Every word of every entry must be retyped exactly.
====
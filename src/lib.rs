// Copyright (c) 2025, The Ruskit Authors
// MIT License
// All rights reserved.

//! Supervised RabbitMQ connection: one connection and channel per
//! [`supervisor::RabbitMQSupervisor`], bounded reconnection, topology
//! declaration, consumer restarts and publishing.

mod otel;

#[cfg(test)]
mod testing;

pub mod channel;
pub mod configs;
pub mod consumer;
pub mod delivery;
pub mod dispatcher;
pub mod errors;
pub mod exchange;
pub mod naming;
pub mod publisher;
pub mod queue;
pub mod supervisor;
pub mod topology;

pub use supervisor::{AmqpBroker, RabbitMQSupervisor};
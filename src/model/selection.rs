//! Row selections keyed by one of two incompatible index spaces.
//!
//! An [`OriginalIndex`] is a position in the unfiltered cache and survives
//! reloads and re-filtering. A [`DisplayedIndex`] is a position in whatever
//! list is on screen right now. The two never convert implicitly; crossing
//! from displayed to original goes through `RecordFilter::original_index`.

use std::collections::BTreeSet;

/// Position of a record in the unfiltered source list.
#[derive(Debug, Clone, Copy, PartialEq, Eq, PartialOrd, Ord, Hash)]
pub struct OriginalIndex(usize);

impl OriginalIndex {
    /// Wrap a source-list position.
    pub fn new(index: usize) -> Self {
        Self(index)
    }

    /// The raw position.
    pub fn get(self) -> usize {
        self.0
    }
}

/// Position of a record in the list currently on screen.
#[derive(Debug, Clone, Copy, PartialEq, Eq, PartialOrd, Ord, Hash)]
pub struct DisplayedIndex(usize);

impl DisplayedIndex {
    /// Wrap an on-screen position.
    pub fn new(index: usize) -> Self {
        Self(index)
    }

    /// The raw position.
    pub fn get(self) -> usize {
        self.0
    }
}

/// A set of selected rows in one index space.
///
/// Use through [`OriginalSelection`] or [`DisplayedSelection`]; the index
/// type keeps the two from being mixed.
#[derive(Debug, Clone, PartialEq, Eq)]
pub struct SelectionSet<I: Ord + Copy>(BTreeSet<I>);

/// Rows marked for deletion from the cache, keyed by source position.
pub type OriginalSelection = SelectionSet<OriginalIndex>;

/// Rows marked for saving from the on-screen list.
///
/// Only valid for the list it was built against; discard it whenever that
/// list is replaced.
pub type DisplayedSelection = SelectionSet<DisplayedIndex>;

impl<I: Ord + Copy> Default for SelectionSet<I> {
    fn default() -> Self {
        Self(BTreeSet::new())
    }
}

impl<I: Ord + Copy> SelectionSet<I> {
    /// Create an empty selection.
    pub fn new() -> Self {
        Self::default()
    }

    /// Flip membership of `index`. Returns whether it is now selected.
    pub fn toggle(&mut self, index: I) -> bool {
        if self.0.remove(&index) {
            false
        } else {
            self.0.insert(index);
            true
        }
    }

    /// Whether `index` is selected.
    pub fn contains(&self, index: I) -> bool {
        self.0.contains(&index)
    }

    /// Number of selected rows.
    pub fn len(&self) -> usize {
        self.0.len()
    }

    /// Whether nothing is selected.
    pub fn is_empty(&self) -> bool {
        self.0.is_empty()
    }

    /// Drop every selection.
    pub fn clear(&mut self) {
        self.0.clear();
    }

    /// Selected indices in ascending order.
    pub fn iter(&self) -> impl Iterator<Item = I> + '_ {
        self.0.iter().copied()
    }
}

impl<I: Ord + Copy> FromIterator<I> for SelectionSet<I> {
    fn from_iter<T: IntoIterator<Item = I>>(iter: T) -> Self {
        Self(iter.into_iter().collect())
    }
}
//! UI state machine (pure).
//!
//! All transitions run synchronously on [`AppState`] and are testable
//! without a terminal. The controller routes events; each `*_handler`
//! module owns the keys of one group of modes.

pub mod app_state;
pub mod controller;
pub mod editor_handler;
pub mod filter;
pub mod menu_handler;
pub mod mode;
pub mod mouse_handler;
pub mod notice;
pub mod table_handler;

// Re-export for convenience
pub use app_state::{AppState, DEFAULT_NOTICE_TICKS};
pub use controller::Effect;
pub use filter::{FilterResult, RecordFilter};
pub use mode::Mode;
pub use notice::Notice;
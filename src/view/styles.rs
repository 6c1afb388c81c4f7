//! Screen styling configuration.
//!
//! Every widget takes its style from [`ScreenStyles`] so `--no-color` and
//! `NO_COLOR` switch the whole screen to plain text in one place.

use ratatui::style::{Color, Modifier, Style};

// ===== ColorConfig =====

/// Configuration for color output.
///
/// Determines whether colors should be enabled or disabled based on:
/// - `--no-color` CLI flag
/// - `NO_COLOR` environment variable
#[derive(Debug, Clone, Copy, PartialEq, Eq)]
pub struct ColorConfig {
    enabled: bool,
}

impl ColorConfig {
    /// Create a ColorConfig from CLI args and environment.
    ///
    /// Priority (first match wins):
    /// 1. `--no-color` flag (disables colors)
    /// 2. `NO_COLOR` env var (any value disables colors)
    /// 3. Default: colors enabled
    pub fn from_env_and_args(no_color_flag: bool) -> Self {
        let enabled = !no_color_flag && std::env::var_os("NO_COLOR").is_none();
        Self { enabled }
    }

    /// Check if colors are enabled.
    pub fn colors_enabled(self) -> bool {
        self.enabled
    }
}

// ===== ScreenStyles =====

/// Styles for every part of the screen.
#[derive(Debug, Clone, Copy, PartialEq, Eq)]
pub struct ScreenStyles {
    /// Title bar.
    pub title: Style,
    /// Block headings.
    pub heading: Style,
    /// Summary panel labels.
    pub label: Style,
    /// Values that are set.
    pub value: Style,
    /// Placeholders such as `<unset>`.
    pub muted: Style,
    /// Focused row or option.
    pub focus: Style,
    /// Picked or checked rows.
    pub picked: Style,
    /// Borders.
    pub border: Style,
    /// Notice line.
    pub notice: Style,
    /// Key hints.
    pub help: Style,
}

impl ScreenStyles {
    /// Styles for `config`. With colors disabled only modifiers remain, so
    /// focus stays visible.
    pub fn with_color_config(config: ColorConfig) -> Self {
        let bold = Style::default().add_modifier(Modifier::BOLD);
        let reversed = Style::default().add_modifier(Modifier::REVERSED);
        if config.colors_enabled() {
            Self {
                title: bold.fg(Color::Black).bg(Color::Yellow),
                heading: bold.fg(Color::Yellow),
                label: Style::default().fg(Color::Cyan),
                value: Style::default().fg(Color::White),
                muted: Style::default().fg(Color::DarkGray),
                focus: bold.fg(Color::Black).bg(Color::LightYellow),
                picked: Style::default().fg(Color::LightGreen),
                border: Style::default().fg(Color::Yellow),
                notice: bold.fg(Color::LightMagenta),
                help: Style::default().fg(Color::DarkGray),
            }
        } else {
            Self {
                title: bold,
                heading: bold,
                label: Style::default(),
                value: Style::default(),
                muted: Style::default().add_modifier(Modifier::DIM),
                focus: reversed,
                picked: bold,
                border: Style::default(),
                notice: bold,
                help: Style::default(),
            }
        }
    }
}

impl Default for ScreenStyles {
    fn default() -> Self {
        Self::with_color_config(ColorConfig::from_env_and_args(false))
    }
}

// ===== Tests =====
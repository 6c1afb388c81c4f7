//! flarecat
//!
//! Terminal browser for curating a cache of SDO/AIA solar flare events:
//! edit the query settings, run the external flare query, pick rows into a
//! local TSV cache, and view or prune that cache.
//!
//! The state machine in [`state`] is pure; [`view`] is the impure shell that
//! owns the terminal, the event loop, and the query worker.

pub mod config;
pub mod logging;
pub mod model;
pub mod source;
pub mod state;
pub mod store;
pub mod view;
pub mod view_state;

#[cfg(test)]
mod test_harness;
====
▶ **RESULT FOR THIS EXERCISE**
filename src/lib.rs
// Copyright (c) 2025, The Ruskit Authors
// MIT License
// All rights reserved.

//! Supervised RabbitMQ connection: one connection and channel per
//! [`supervisor::RabbitMQSupervisor`], bounded reconnection, topology
//! declaration, consumer restarts and publishing.

mod otel;

#[cfg(test)]
mod testing;

pub mod channel;
pub mod configs;
pub mod consumer;
pub mod delivery;
pub mod dispatcher;
pub mod errors;
pub mod exchange;
pub mod naming;
pub mod publisher;
pub mod queue;
pub mod supervisor;
pub mod topology;

pub use supervisor::{AmqpBroker, RabbitMQSupervisor};
filename src/model/selection.rs
//! Row selections keyed by one of two incompatible index spaces.
//!
//! An [`OriginalIndex`] is a position in the unfiltered cache and survives
//! reloads and re-filtering. A [`DisplayedIndex`] is a position in whatever
//! list is on screen right now. The two never convert implicitly; crossing
//! from displayed to original goes through `RecordFilter::original_index`.

use std::collections::BTreeSet;

/// Position of a record in the unfiltered source list.
#[derive(Debug, Clone, Copy, PartialEq, Eq, PartialOrd, Ord, Hash)]
pub struct OriginalIndex(usize);

impl OriginalIndex {
    /// Wrap a source-list position.
    pub fn new(index: usize) -> Self {
        Self(index)
    }

    /// The raw position.
    pub fn get(self) -> usize {
        self.0
    }
}

/// Position of a record in the list currently on screen.
#[derive(Debug, Clone, Copy, PartialEq, Eq, PartialOrd, Ord, Hash)]
pub struct DisplayedIndex(usize);

impl DisplayedIndex {
    /// Wrap an on-screen position.
    pub fn new(index: usize) -> Self {
        Self(index)
    }

    /// The raw position.
    pub fn get(self) -> usize {
        self.0
    }
}

/// A set of selected rows in one index space.
///
/// Use through [`OriginalSelection`] or [`DisplayedSelection`]; the index
/// type keeps the two from being mixed.
#[derive(Debug, Clone, PartialEq, Eq)]
pub struct SelectionSet<I: Ord + Copy>(BTreeSet<I>);

/// Rows marked for deletion from the cache, keyed by source position.
pub type OriginalSelection = SelectionSet<OriginalIndex>;

/// Rows marked for saving from the on-screen list.
///
/// Only valid for the list it was built against; discard it whenever that
/// list is replaced.
pub type DisplayedSelection = SelectionSet<DisplayedIndex>;

impl<I: Ord + Copy> Default for SelectionSet<I> {
    fn default() -> Self {
        Self(BTreeSet::new())
    }
}

impl<I: Ord + Copy> SelectionSet<I> {
    /// Create an empty selection.
    pub fn new() -> Self {
        Self::default()
    }

    /// Flip membership of `index`. Returns whether it is now selected.
    pub fn toggle(&mut self, index: I) -> bool {
        if self.0.remove(&index) {
            false
        } else {
            self.0.insert(index);
            true
        }
    }

    /// Whether `index` is selected.
    pub fn contains(&self, index: I) -> bool {
        self.0.contains(&index)
    }

    /// Number of selected rows.
    pub fn len(&self) -> usize {
        self.0.len()
    }

    /// Whether nothing is selected.
    pub fn is_empty(&self) -> bool {
        self.0.is_empty()
    }

    /// Drop every selection.
    pub fn clear(&mut self) {
        self.0.clear();
    }

    /// Selected indices in ascending order.
    pub fn iter(&self) -> impl Iterator<Item = I> + '_ {
        self.0.iter().copied()
    }
}

impl<I: Ord + Copy> FromIterator<I> for SelectionSet<I> {
    fn from_iter<T: IntoIterator<Item = I>>(iter: T) -> Self {
        Self(iter.into_iter().collect())
    }
}
//! UI state machine (pure).
//!
//! All transitions run synchronously on [`AppState`] and are testable
//! without a terminal. The controller routes events; each `*_handler`
//! module owns the keys of one group of modes.

pub mod app_state;
pub mod controller;
pub mod editor_handler;
pub mod filter;
pub mod menu_handler;
pub mod mode;
pub mod mouse_handler;
pub mod notice;
pub mod table_handler;

// Re-export for convenience
pub use app_state::{AppState, DEFAULT_NOTICE_TICKS};
pub use controller::Effect;
pub use filter::{FilterResult, RecordFilter};
pub use mode::Mode;
pub use notice::Notice;
filename src/view/styles.rs
repository 6c1afb388c81c4f7
//! Screen styling configuration.
//!
//! Every widget takes its style from [`ScreenStyles`] so `--no-color` and
//! `NO_COLOR` switch the whole screen to plain text in one place.

use ratatui::style::{Color, Modifier, Style};

// ===== ColorConfig =====

/// Configuration for color output.
///
/// Determines whether colors should be enabled or disabled based on:
/// - `--no-color` CLI flag
/// - `NO_COLOR` environment variable
#[derive(Debug, Clone, Copy, PartialEq, Eq)]
pub struct ColorConfig {
    enabled: bool,
}

impl ColorConfig {
    /// Create a ColorConfig from CLI args and environment.
    ///
    /// Priority (first match wins):
    /// 1. `--no-color` flag (disables colors)
    /// 2. `NO_COLOR` env var (any value disables colors)
    /// 3. Default: colors enabled
    pub fn from_env_and_args(no_color_flag: bool) -> Self {
        let enabled = !no_color_flag && std::env::var_os("NO_COLOR").is_none();
        Self { enabled }
    }

    /// Check if colors are enabled.
    pub fn colors_enabled(self) -> bool {
        self.enabled
    }
}

// ===== ScreenStyles =====

/// Styles for every part of the screen.
#[derive(Debug, Clone, Copy, PartialEq, Eq)]
pub struct ScreenStyles {
    /// Title bar.
    pub title: Style,
    /// Block headings.
    pub heading: Style,
    /// Summary panel labels.
    pub label: Style,
    /// Values that are set.
    pub value: Style,
    /// Placeholders such as `<unset>`.
    pub muted: Style,
    /// Focused row or option.
    pub focus: Style,
    /// Picked or checked rows.
    pub picked: Style,
    /// Borders.
    pub border: Style,
    /// Notice line.
    pub notice: Style,
    /// Key hints.
    pub help: Style,
}

impl ScreenStyles {
    /// Styles for `config`. With colors disabled only modifiers remain, so
    /// focus stays visible.
    pub fn with_color_config(config: ColorConfig) -> Self {
        let bold = Style::default().add_modifier(Modifier::BOLD);
        let reversed = Style::default().add_modifier(Modifier::REVERSED);
        if config.colors_enabled() {
            Self {
                title: bold.fg(Color::Black).bg(Color::Yellow),
                heading: bold.fg(Color::Yellow),
                label: Style::default().fg(Color::Cyan),
                value: Style::default().fg(Color::White),
                muted: Style::default().fg(Color::DarkGray),
                focus: bold.fg(Color::Black).bg(Color::LightYellow),
                picked: Style::default().fg(Color::LightGreen),
                border: Style::default().fg(Color::Yellow),
                notice: bold.fg(Color::LightMagenta),
                help: Style::default().fg(Color::DarkGray),
            }
        } else {
            Self {
                title: bold,
                heading: bold,
                label: Style::default(),
                value: Style::default(),
                muted: Style::default().add_modifier(Modifier::DIM),
                focus: reversed,
                picked: bold,
                border: Style::default(),
                notice: bold,
                help: Style::default(),
            }
        }
    }
}

impl Default for ScreenStyles {
    fn default() -> Self {
        Self::with_color_config(ColorConfig::from_env_and_args(false))
    }
}

// ===== Tests =====
repository 6c1afb388c81c4f7
//! flarecat
//!
//! Terminal browser for curating a cache of SDO/AIA solar flare events:
//! edit the query settings, run the external flare query, pick rows into a
//! local TSV cache, and view or prune that cache.
//!
//! The state machine in [`state`] is pure; [`view`] is the impure shell that
//! owns the terminal, the event loop, and the query worker.

pub mod config;
pub mod logging;
pub mod model;
pub mod source;
pub mod state;
pub mod store;
pub mod view;
pub mod view_state;

#[cfg(test)]
mod test_harness;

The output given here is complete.